User requested account closure
Banned
Oct 28, 2017
3,500
United States
“University of Southern California sociologist Carolann Peterson says men do need to recognize that a sudden arm around the shoulder or a pat on the butt isn’t the innocuous gesture some might have thought it was, and it can make women uncomfortable, even if they don’t say so at the time”

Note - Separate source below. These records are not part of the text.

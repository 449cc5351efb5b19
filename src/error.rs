use thiserror::Error;

/// Error taxonomy of the build stage.
///
/// The worker loop dispatches on this: [`BuildError::InputCorruption`] and
/// [`BuildError::Render`] drop the affected story/artifact, bump a counter
/// and continue; everything else aborts the build.
#[derive(Debug, Error)]
pub enum BuildError {
    /// A story cannot be projected into a renderable view (missing
    /// mandatory fields, gap in chapter indices, ...).
    #[error("corrupt story {publisher}/{id}: {reason}")]
    InputCorruption {
        publisher: String,
        id: i64,
        reason: String,
    },

    /// Template expansion failed for one artifact.
    #[error("render failed for '{path}': {reason}")]
    Render { path: String, reason: String },

    /// I/O or ZIM serialization failure. Always fatal.
    #[error("write error: {0}")]
    Write(String),

    /// The planner detected an invariant violation (slug collision,
    /// count overflow). Always fatal.
    #[error("plan error: {0}")]
    Plan(String),

    /// The build was interrupted (SIGINT). Partial output is removed.
    #[error("build cancelled")]
    Cancelled,

    /// Store query failure. Fatal: the store is expected to be consistent
    /// and read-only for the whole build.
    #[error("store error: {0}")]
    Store(String),
}

impl BuildError {
    /// Whether the worker may drop the current work item and continue.
    pub fn is_recoverable(&self) -> bool {
        matches!(
            self,
            BuildError::InputCorruption { .. } | BuildError::Render { .. }
        )
    }
}

pub type BuildResult<T> = Result<T, BuildError>;

impl From<std::io::Error> for BuildError {
    fn from(err: std::io::Error) -> Self {
        BuildError::Write(err.to_string())
    }
}

impl From<serde_json::Error> for BuildError {
    fn from(err: serde_json::Error) -> Self {
        BuildError::Render {
            path: String::new(),
            reason: err.to_string(),
        }
    }
}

That quote just doesn’t reconcile with me. I can’t think of “sudden arm around a shoulder” but a was at a retirement party and a women put an arm around my shoulder so I did the same as that felt more comfortable than around a waist. I don’t see how it is comparable to a pat on the butt ever being ok.
Peterson is describing something different than your example. In your example, you reciprocated what she initiated. Peterson is describing uninvited physical contact. Now, not every woman will react the same way to that, but for the women that it bothers, it puts them in an uncomfortable situation, and often they feel they should "play nice" and get along. Does that difference make sense?
 

TheHolyTurnip

Banned
Oct 31, 2017
672
Tulsa, OK
Yes, there is no consensus and that's the point. Because we can't be certain that everyone is ok with hugs, then don't assume anyone is. That's the real lesson here. If your offices has 10 women and 9 of them are long time colleagues and are ok with hugging you (even initiate them themselves), don't assume the 10th and newest member is ok with hugging you as well until you either ask or know them well/long enough that hugs come naturally for both of you.
I'm not just talking about hugs, there's a plethora of things that people can take some offense to or misconstrue. It could be a playful jab in the arm, a comment, a joke or so many other things. You shouldn't be afraid of being you, whoever that may be , with someone to the point that you start wondering if saying "Hi", "Nice pants/dress/outfit" or whatever else is going to get you fired. People that are afraid do stupid things, a workplace full of people fearful of being themselves to at least most employees is going to end badly for everyone involved.

Besides, all that tenth person has to say is "Please don't""I'm not comfortable with that" or whatever. If it's still a problem then go beyond that, but give people some leeway, please. That's all I'm saying.